----- Available data -----

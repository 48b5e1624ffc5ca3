//! Domain model for mirrored staff status
//!
//! Everything here is a live snapshot handed out by a [`Directory`](crate::directory::Directory).
//! Nothing is cached between reconciliations.
//!
//! ## Architecture
//!
//! - **Space**: an external group context (a "server" or "guild")
//! - **Member**: one user's record inside one Space, with the markers attached to it
//! - **StatusMarker**: a named role a Space defines
//! - **TrackedMarker**: the single marker name being mirrored from source to mirror

pub mod marker;
pub mod space;
pub mod types;

pub use marker::{TrackedMarker, DEFAULT_TRACKED_MARKER};
pub use space::{Member, Space, SpaceSide, StatusMarker};
pub use types::{MarkerId, SpaceId, UserId};
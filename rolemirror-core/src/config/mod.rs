//! Configuration management for rolemirror
//!
//! Settings come from a TOML file or from `ROLEMIRROR_*` environment
//! variables, are validated once at startup, and are not re-checked per call.
//! A missing space id is fatal at startup, never a per-call error.

use crate::logging::{LogConfig, LogLevel};
use crate::model::{SpaceId, DEFAULT_TRACKED_MARKER};
use serde::{Deserialize, Serialize};
use std::env;
use std::fmt;
use std::path::PathBuf;
use std::time::Duration;

mod error;
mod triggers;

pub use error::ConfigError;
pub use triggers::SyncTriggers;

/// Main application configuration
#[derive(Debug, Clone, Default, Serialize, Deserialize)]
#[serde(default)]
pub struct Config {
    /// Which spaces to mirror and what to mirror
    pub sync: SyncConfig,

    /// Directory access
    pub directory: DirectoryConfig,

    /// Logging configuration
    pub logging: LoggingConfig,

    /// Metrics configuration
    pub metrics: MetricsConfig,

    /// Event triggers
    pub triggers: SyncTriggers,
}

/// Space pair and tracked marker
#[derive(Debug, Clone, Serialize, Deserialize)]
#[serde(default)]
pub struct SyncConfig {
    /// Space A, the source of truth
    pub source_space_id: SpaceId,

    /// Space B, corrected to follow the source
    pub mirror_space_id: SpaceId,

    /// Marker name, matched case-insensitively
    pub tracked_marker: String,

    /// Upper bound for one event-driven reconciliation
    #[serde(with = "humantime_serde", skip_serializing_if = "Option::is_none")]
    pub call_timeout: Option<Duration>,
}

/// How the directory is reached
#[derive(Clone, Default, Serialize, Deserialize)]
#[serde(default)]
pub struct DirectoryConfig {
    /// Credential for a networked directory client.
    ///
    /// Only carried through configuration for that client; the in-memory
    /// directory ignores it. Never logged or printed.
    #[serde(skip_serializing_if = "Option::is_none")]
    pub token: Option<String>,

    /// Snapshot file for the in-memory directory
    #[serde(skip_serializing_if = "Option::is_none")]
    pub snapshot_path: Option<PathBuf>,
}

/// Logging configuration
#[derive(Debug, Clone, Serialize, Deserialize)]
#[serde(default)]
pub struct LoggingConfig {
    /// Log level (trace, debug, info, warn, error)
    pub level: String,

    /// Enable JSON formatting
    pub json_format: bool,

    /// Include timestamps
    pub with_timestamp: bool,

    /// Include target module
    pub with_target: bool,
}

/// Metrics configuration
#[derive(Debug, Clone, Serialize, Deserialize)]
#[serde(default)]
pub struct MetricsConfig {
    /// Record sync counters
    pub enabled: bool,
}

impl Default for SyncConfig {
    fn default() -> Self {
        Self {
            source_space_id: SpaceId::new(""),
            mirror_space_id: SpaceId::new(""),
            tracked_marker: DEFAULT_TRACKED_MARKER.to_string(),
            call_timeout: None,
        }
    }
}

impl fmt::Debug for DirectoryConfig {
    fn fmt(&self, f: &mut fmt::Formatter<'_>) -> fmt::Result {
        f.debug_struct("DirectoryConfig")
            .field("token", &self.redacted_token())
            .field("snapshot_path", &self.snapshot_path)
            .finish()
    }
}

impl DirectoryConfig {
    /// Token safe for display
    pub fn redacted_token(&self) -> &'static str {
        if self.token.is_some() {
            "<redacted>"
        } else {
            "<unset>"
        }
    }
}

impl Default for LoggingConfig {
    fn default() -> Self {
        Self {
            level: "info".to_string(),
            json_format: false,
            with_timestamp: true,
            with_target: true,
        }
    }
}

impl LoggingConfig {
    /// Convert to the logging subsystem's configuration
    pub fn to_log_config(&self) -> Result<LogConfig, ConfigError> {
        let level: LogLevel = self
            .level
            .parse()
            .map_err(|_| ConfigError::ValidationFailed(format!("Invalid log level: {}", self.level)))?;

        Ok(LogConfig::new(level)
            .json_format(self.json_format)
            .with_timestamp(self.with_timestamp)
            .with_target(self.with_target))
    }
}

impl Default for MetricsConfig {
    fn default() -> Self {
        Self { enabled: true }
    }
}

fn parse_flag(name: &str, value: &str) -> Result<bool, ConfigError> {
    value
        .trim()
        .parse()
        .map_err(|e| ConfigError::InvalidValue(format!("Invalid {}: {}", name, e)))
}

impl Config {
    /// Load configuration from environment variables
    ///
    /// Variables follow the pattern `ROLEMIRROR_<KEY>`, for example
    /// `ROLEMIRROR_SOURCE_SPACE_ID=1234567890`.
    pub fn from_env() -> Result<Self, ConfigError> {
        Self::from_lookup(|key| env::var(key).ok())
    }

    /// Load configuration through an arbitrary key lookup
    pub fn from_lookup<F>(lookup: F) -> Result<Self, ConfigError>
    where
        F: Fn(&str) -> Option<String>,
    {
        let mut config = Self::default();

        // Sync config
        if let Some(id) = lookup("ROLEMIRROR_SOURCE_SPACE_ID") {
            config.sync.source_space_id = SpaceId::new(id.trim());
        }
        if let Some(id) = lookup("ROLEMIRROR_MIRROR_SPACE_ID") {
            config.sync.mirror_space_id = SpaceId::new(id.trim());
        }
        if let Some(marker) = lookup("ROLEMIRROR_TRACKED_MARKER") {
            config.sync.tracked_marker = marker;
        }
        if let Some(timeout) = lookup("ROLEMIRROR_CALL_TIMEOUT") {
            let timeout = humantime::parse_duration(timeout.trim())
                .map_err(|e| ConfigError::InvalidValue(format!("Invalid call timeout: {}", e)))?;
            config.sync.call_timeout = Some(timeout);
        }

        // Directory config
        if let Some(token) = lookup("ROLEMIRROR_TOKEN") {
            config.directory.token = Some(token);
        }
        if let Some(path) = lookup("ROLEMIRROR_SNAPSHOT_PATH") {
            config.directory.snapshot_path = Some(PathBuf::from(path));
        }

        // Logging config
        if let Some(level) = lookup("ROLEMIRROR_LOG_LEVEL") {
            config.logging.level = level.trim().to_lowercase();
        }
        if let Some(json) = lookup("ROLEMIRROR_LOG_JSON") {
            config.logging.json_format = parse_flag("JSON flag", &json)?;
        }

        // Metrics config
        if let Some(enabled) = lookup("ROLEMIRROR_METRICS_ENABLED") {
            config.metrics.enabled = parse_flag("metrics flag", &enabled)?;
        }

        // Triggers
        if let Some(sweep) = lookup("ROLEMIRROR_SWEEP_ON_STARTUP") {
            config.triggers.sweep_on_startup = parse_flag("sweep flag", &sweep)?;
        }

        config.validate()?;
        Ok(config)
    }

    /// Load configuration from file
    pub fn from_file(path: impl AsRef<std::path::Path>) -> Result<Self, ConfigError> {
        let contents =
            std::fs::read_to_string(path).map_err(|e| ConfigError::FileReadError(e.to_string()))?;

        let config: Self =
            toml::from_str(&contents).map_err(|e| ConfigError::ParseError(e.to_string()))?;

        config.validate()?;
        Ok(config)
    }

    /// Validate configuration
    pub fn validate(&self) -> Result<(), ConfigError> {
        if self.sync.source_space_id.is_blank() {
            return Err(ConfigError::Missing("source_space_id"));
        }

        if self.sync.mirror_space_id.is_blank() {
            return Err(ConfigError::Missing("mirror_space_id"));
        }

        if self.sync.source_space_id == self.sync.mirror_space_id {
            return Err(ConfigError::ValidationFailed(
                "source and mirror space must differ".to_string(),
            ));
        }

        if self.sync.tracked_marker.trim().is_empty() {
            return Err(ConfigError::ValidationFailed(
                "tracked_marker must not be empty".to_string(),
            ));
        }

        if self.sync.call_timeout == Some(Duration::ZERO) {
            return Err(ConfigError::ValidationFailed(
                "call_timeout must be greater than 0".to_string(),
            ));
        }

        self.logging.to_log_config()?;

        Ok(())
    }

    /// Save configuration to file
    pub fn save_to_file(&self, path: impl AsRef<std::path::Path>) -> Result<(), ConfigError> {
        let contents =
            toml::to_string_pretty(self).map_err(|e| ConfigError::SerializeError(e.to_string()))?;

        std::fs::write(path, contents).map_err(|e| ConfigError::FileWriteError(e.to_string()))?;

        Ok(())
    }
}
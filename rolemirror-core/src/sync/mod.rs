//! Staff status reconciliation
//!
//! The engine compares the tracked marker on a user's record in the source
//! Space against the mirror Space and applies at most one correction to the
//! mirror. The comparison itself lives in [`decision`] and does no I/O.

pub mod decision;
pub mod engine;
pub mod error;
pub mod outcome;

pub use decision::{decide, Correction, SyncDecision};
pub use engine::{RoleSyncEngine, SpacePair};
pub use error::SyncError;
pub use outcome::{SweepReport, SyncAction, SyncOutcome, UNKNOWN_USERNAME};
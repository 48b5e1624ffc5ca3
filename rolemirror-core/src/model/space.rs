//! Space, member and marker snapshots

use super::types::{MarkerId, SpaceId, UserId};
use serde::{Deserialize, Serialize};
use std::fmt;

/// Which side of the mirrored pair a Space plays
#[derive(Debug, Clone, Copy, PartialEq, Eq, Hash, Serialize, Deserialize)]
#[serde(rename_all = "snake_case")]
pub enum SpaceSide {
    /// Space A, the source of truth
    Source,
    /// Space B, corrected to follow the source
    Mirror,
}

impl SpaceSide {
    pub fn as_str(&self) -> &'static str {
        match self {
            SpaceSide::Source => "source",
            SpaceSide::Mirror => "mirror",
        }
    }
}

impl fmt::Display for SpaceSide {
    fn fmt(&self, f: &mut fmt::Formatter<'_>) -> fmt::Result {
        f.write_str(self.as_str())
    }
}

/// Handle to an external Space
#[derive(Debug, Clone, PartialEq, Eq, Serialize, Deserialize)]
pub struct Space {
    /// Unique identifier
    pub id: SpaceId,

    /// Human-readable name
    pub name: String,
}

impl Space {
    pub fn new(id: impl Into<SpaceId>, name: impl Into<String>) -> Self {
        Space { id: id.into(), name: name.into() }
    }
}

/// A named role defined by a Space
#[derive(Debug, Clone, PartialEq, Eq, Hash, Serialize, Deserialize)]
pub struct StatusMarker {
    /// Identifier, unique within the owning Space
    pub id: MarkerId,

    /// Display name; matched case-insensitively
    pub name: String,
}

impl StatusMarker {
    pub fn new(id: impl Into<MarkerId>, name: impl Into<String>) -> Self {
        StatusMarker { id: id.into(), name: name.into() }
    }
}

/// One user's record inside one Space
#[derive(Debug, Clone, PartialEq, Eq, Serialize, Deserialize)]
pub struct Member {
    /// The user this record belongs to
    pub user_id: UserId,

    /// Human-readable tag, used in outcomes and logs
    pub username: String,

    /// The Space this record was fetched from
    pub space_id: SpaceId,

    /// Markers currently attached to the user in this Space
    #[serde(default)]
    pub markers: Vec<StatusMarker>,
}

impl Member {
    pub fn new(
        user_id: impl Into<UserId>,
        username: impl Into<String>,
        space_id: impl Into<SpaceId>,
    ) -> Self {
        Member {
            user_id: user_id.into(),
            username: username.into(),
            space_id: space_id.into(),
            markers: Vec::new(),
        }
    }

    /// Attach a marker (builder style)
    pub fn with_marker(mut self, marker: StatusMarker) -> Self {
        self.markers.push(marker);
        self
    }

    /// Check whether a marker with this id is attached
    pub fn has_marker_id(&self, id: &MarkerId) -> bool {
        self.markers.iter().any(|m| &m.id == id)
    }
}
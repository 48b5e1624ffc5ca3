//! In-memory log sink

use std::io;
use std::sync::{Arc, Mutex, MutexGuard};
use tracing_subscriber::fmt::MakeWriter;

/// Cloneable buffer that collects formatted log output.
///
/// Every clone appends to the same buffer.
#[derive(Debug, Clone, Default)]
pub struct LogCapture {
    buffer: Arc<Mutex<Vec<u8>>>,
}

impl LogCapture {
    pub fn new() -> Self {
        Self::default()
    }

    fn buffer(&self) -> MutexGuard<'_, Vec<u8>> {
        self.buffer.lock().unwrap_or_else(|poisoned| poisoned.into_inner())
    }

    /// Everything written so far
    pub fn contents(&self) -> String {
        String::from_utf8_lossy(&self.buffer()).into_owned()
    }

    /// Captured output split into lines
    pub fn lines(&self) -> Vec<String> {
        self.contents().lines().map(str::to_owned).collect()
    }

    pub fn contains(&self, needle: &str) -> bool {
        self.contents().contains(needle)
    }

    pub fn is_empty(&self) -> bool {
        self.buffer().is_empty()
    }

    pub fn clear(&self) {
        self.buffer().clear();
    }
}

impl io::Write for LogCapture {
    fn write(&mut self, buf: &[u8]) -> io::Result<usize> {
        self.buffer().extend_from_slice(buf);
        Ok(buf.len())
    }

    fn flush(&mut self) -> io::Result<()> {
        Ok(())
    }
}

impl<'a> MakeWriter<'a> for LogCapture {
    type Writer = LogCapture;

    fn make_writer(&'a self) -> Self::Writer {
        self.clone()
    }
}
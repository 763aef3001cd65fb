use crate::core::queries::{QUESTION_1_QUERY, QUESTION_2_QUERY};
use std::fmt;

#[derive(Debug, Clone, Copy, PartialEq, Eq)]
pub enum Question {
    One,
    Two,
}

impl Question {
    /// Odd selectors get Question 1, even ones (including 0) get Question 2.
    pub fn for_selector(selector: u32) -> Self {
        if selector % 2 == 1 {
            Question::One
        } else {
            Question::Two
        }
    }

    pub fn for_registration(reg_no: &str) -> (u32, Self) {
        let selector = extract_last_two_digits(reg_no);
        (selector, Self::for_selector(selector))
    }

    pub fn query(&self) -> &'static str {
        match self {
            Question::One => QUESTION_1_QUERY,
            Question::Two => QUESTION_2_QUERY,
        }
    }

    pub fn parity(&self) -> &'static str {
        match self {
            Question::One => "odd",
            Question::Two => "even",
        }
    }
}

impl fmt::Display for Question {
    fn fmt(&self, f: &mut fmt::Formatter<'_>) -> fmt::Result {
        match self {
            Question::One => write!(f, "Question 1"),
            Question::Two => write!(f, "Question 2"),
        }
    }
}

/// Numeric value of the last two ASCII digits in `reg_no`, ignoring every
/// other character. Returns 0 when there are no digits at all.
pub fn extract_last_two_digits(reg_no: &str) -> u32 {
    let digits: Vec<u32> = reg_no.chars().filter_map(|c| c.to_digit(10)).collect();

    match digits.as_slice() {
        [] => 0,
        [only] => *only,
        [.., tens, ones] => tens * 10 + ones,
    }
}
use crate::core::WebhookGateway;
use crate::domain::model::{FinalQueryRequest, GatewayResponse, Registration};
use crate::utils::error::Result;
use async_trait::async_trait;
use reqwest::{Client, Response};

/// `WebhookGateway` over a plain `reqwest` client with its default timeouts.
#[derive(Debug, Clone, Default)]
pub struct HttpGateway {
    client: Client,
}

impl HttpGateway {
    pub fn new() -> Self {
        Self {
            client: Client::new(),
        }
    }
}

async fn into_gateway_response(response: Response) -> Result<GatewayResponse> {
    let status = response.status().as_u16();
    let body = response.text().await?;
    Ok(GatewayResponse { status, body })
}

#[async_trait]
impl WebhookGateway for HttpGateway {
    async fn generate_webhook(
        &self,
        endpoint: &str,
        registration: &Registration,
    ) -> Result<GatewayResponse> {
        tracing::debug!("POST {} for regNo={}", endpoint, registration.reg_no);
        let response = self.client.post(endpoint).json(registration).send().await?;
        into_gateway_response(response).await
    }

    async fn submit_final_query(
        &self,
        webhook_url: &str,
        access_token: &str,
        request: &FinalQueryRequest,
    ) -> Result<GatewayResponse> {
        tracing::debug!("POST {} ({} byte query)", webhook_url, request.final_query.len());
        let response = self
            .client
            .post(webhook_url)
            .bearer_auth(access_token)
            .json(request)
            .send()
            .await?;
        into_gateway_response(response).await
    }
}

-----

Taking the listing above as the source, transcribe only the lines starting at the line with "pub mod outcome;" and going through the line with "an external Space", unaltered and with both ends included.

▶ [Task answer]
pub mod outcome;

pub use decision::{decide, Correction, SyncDecision};
pub use engine::{RoleSyncEngine, SpacePair};
pub use error::SyncError;
pub use outcome::{SweepReport, SyncAction, SyncOutcome, UNKNOWN_USERNAME};
repository 48b5e1624ffc5ca3
filename rolemirror-core/src/model/space.rs
//! Space, member and marker snapshots

use super::types::{MarkerId, SpaceId, UserId};
use serde::{Deserialize, Serialize};
use std::fmt;

/// Which side of the mirrored pair a Space plays
#[derive(Debug, Clone, Copy, PartialEq, Eq, Hash, Serialize, Deserialize)]
#[serde(rename_all = "snake_case")]
pub enum SpaceSide {
    /// Space A, the source of truth
    Source,
    /// Space B, corrected to follow the source
    Mirror,
}

impl SpaceSide {
    pub fn as_str(&self) -> &'static str {
        match self {
            SpaceSide::Source => "source",
            SpaceSide::Mirror => "mirror",
        }
    }
}

impl fmt::Display for SpaceSide {
    fn fmt(&self, f: &mut fmt::Formatter<'_>) -> fmt::Result {
        f.write_str(self.as_str())
    }
}

/// Handle to an external Space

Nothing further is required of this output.